Uma parceria para além da exportação de bens
Divulgadas no início de novembro, as Propostas do Comitê Central do Partido Comunista da China (que funcionam como uma espécie de esboço para o plano) – sobre a formulação do 14º Plano Quinquenal de Desenvolvimento Econômico e Social Nacional e Metas de Longo Prazo para 2035, reforçam o grande enfoque dado ao desenvolvimento de uma matriz energética mais verde.
Há uma década, a China mantém a posição de maior parceiro comercial e principal destino das exportações do Brasil. No entanto, isso ainda é pouco, pois há muitas áreas onde a cooperação entre Brasil e China pode alcançar um novo patamar de desenvolvimento. O setor de energia limpa é uma delas, com amplas possibilidades de aumento de investimentos, geração de emprego e de renda, em ambos os países.
Atualmente, quando se fala de matriz verde, o Brasil é um modelo superior a ser seguido - um paragon ou bangyang (榜样). Possui uma das matrizes energéticas mais renováveis do mundo, composta por 46% de renováveis contra 14% do resto do mundo, de acordo com a Agência Internacional de Energia. O Brasil foi pioneiro mundialmente no desenvolvimento de um amplo programa de combustíveis renováveis, no âmbito do exitoso Programa Proálcool, ainda nos anos 1970. Dessa forma, o objetivo chinês, declarado nas propostas do Comitê Central do Partido Comunista, de implementar uma abertura de alto nível para o exterior e abrir novas perspectivas de cooperação ganha-ganha vem totalmente ao encontro dos interesses brasileiros.

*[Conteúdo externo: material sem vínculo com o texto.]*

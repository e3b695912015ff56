//! Tracing configuration and log routing.
//!
//! Logs go to stdout through a compact formatter and to a file. When `DOCINGEST_LOG_FILE` is
//! set, logs are appended to that path; otherwise a file logger is created under
//! `logs/docingest.log`. The file writer is non-blocking so a slow disk never stalls a run.
use std::sync::OnceLock;

use tracing_appender::non_blocking::{NonBlocking, WorkerGuard};
use tracing_subscriber::{EnvFilter, fmt, prelude::*};

static LOG_GUARD: OnceLock<WorkerGuard> = OnceLock::new();

/// Configure tracing subscribers for stdout and optional file logging.
///
/// - Respects `RUST_LOG` for filtering (defaults to `info`).
/// - Installs a compact stdout layer and, when available, a file layer.
/// - Keeps the non-blocking writer guard alive for the process lifetime.
pub fn init_tracing() {
    let env_filter = EnvFilter::try_from_default_env().unwrap_or_else(|_| EnvFilter::new("info"));
    let stdout_layer = fmt::layer().with_target(false).compact();

    let registry = tracing_subscriber::registry()
        .with(env_filter)
        .with(stdout_layer);

    if let Some(writer) = configure_file_writer() {
        let file_layer = fmt::layer()
            .with_writer(writer)
            .with_target(true)
            .with_ansi(false)
            .compact();

        registry.with(file_layer).init();
    } else {
        registry.init();
    }
}

/// Build a non-blocking writer for file logging.
///
/// Returns `None` when the logs directory cannot be created or the target file cannot be opened.
fn configure_file_writer() -> Option<NonBlocking> {
    if let Ok(path) = std::env::var("DOCINGEST_LOG_FILE") {
        match std::fs::OpenOptions::new()
            .create(true)
            .append(true)
            .open(&path)
        {
            Ok(file) => {
                let (non_blocking, guard) = tracing_appender::non_blocking(file);
                let _ = LOG_GUARD.set(guard);
                Some(non_blocking)
            }
            Err(err) => {
                eprintln!("Failed to open log file {path}: {err}");
                None
            }
        }
    } else {
        if let Err(err) = std::fs::create_dir_all("logs") {
            eprintln!("Failed to create logs directory: {err}");
            return None;
        }
        let file_appender = tracing_appender::rolling::never("logs", "docingest.log");
        let (non_blocking, guard) = tracing_appender::non_blocking(file_appender);
        let _ = LOG_GUARD.set(guard);
        Some(non_blocking)
    }
}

Nesse sentido, o Brasil tem em curso duas iniciativas regulatórias importantes, a saber, o RenovaBio[1] e o Novo mercado de Gás, que pretendem atrair grande volume de investimentos para os setores de biocombustíveis e gás natural, respectivamente. Tratando agora de um setor mais maduro, mas nem por isso menos sedento por investimentos, temos a geração elétrica no Brasil, onde - de acordo com dados da Empresa de Pesquisa Energética Brasileira - mais de 65% da capacidade de geração é de origem hidráulica. Nessa seara, cabe destacar as inúmeras possibilidades de cooperação com a gigante de energia chinesa, State Grid. Como o maior serviço público do mundo, de acordo com dados do Conselho Empresarial Brasil China (CEBC)[2], e com uma receita total registrada em 2018 de US$ 363,1 bilhões, ficou em 2º lugar na Fortune Global 500 de 2016 a 2018. Ainda de acordo com o CEBC, a State Grid possui duas plataformas no Brasil, SGBH e CPFL e ativos totais de cerca de R$ 26 bilhões, 15.700 km de linhas de transmissão. Outra empresa presente por aqui desde 2013, mas menos conhecida, é a China Three Gorges Corporation. O grupo atua em energia limpa, com foco em hidrelétricas de larga escala e já é a segunda maior empresa privada de geração de energia elétrica do país, de acordo com dados do CEBC.
Promover o uso de energia limpa, com baixo teor de carbono, de forma segura e eficiente é uma prioridade para a China. Ela pretende promover uma verdadeira revolução energética, melhorando a produção de energia, sistemas de abastecimento e armazenamento, fortalecimento das garantias jurídicas, dos sistemas de financiamento, de inovação e tecnológicos, para a promoção de indústrias de proteção ambiental em setores-chave da economia.
Faz todo o sentido expandir a exitosa parceria entre Brasil e China no comércio exterior para outras áreas do conhecimento, em especial àquelas com maior teor tecnológico e valor agregado. A China, comparada aos principais países desenvolvidos, tem um histórico de ser muito mais flexível com a imposição de condicionalidades e ser mais aberta a acordos que possibilitem transferência de conhecimento. Não se trata, de forma alguma, de conferir qualquer tipo de preferência ou prioridade à China, mas simplesmente deixá-la sentar-se à mesa de negociação. Quanto mais players no mercado brasileiro, melhor. E, como deve ser em qualquer país capitalista, que vença a melhor proposta.
Escrito por Luís Adolfo Pereira Beckstein, consultor em investimentos estrangeiros e especialista em análise econômica.
[1] O RenovaBio é a nova Política Nacional de Biocombustíveis, instituída em 2017, cujo objetivo é expandir a produção de biocombustíveis no Brasil, uma nova política nacional de biocombustíveis, que inclui submetas para as distribuidoras de combustível aumentarem a oferta de biocombustíveis.
[2] Oportunidades para o Brasil de Uma Parceria Estratégica com A China. Relatório da Conferência Anual do CEBC.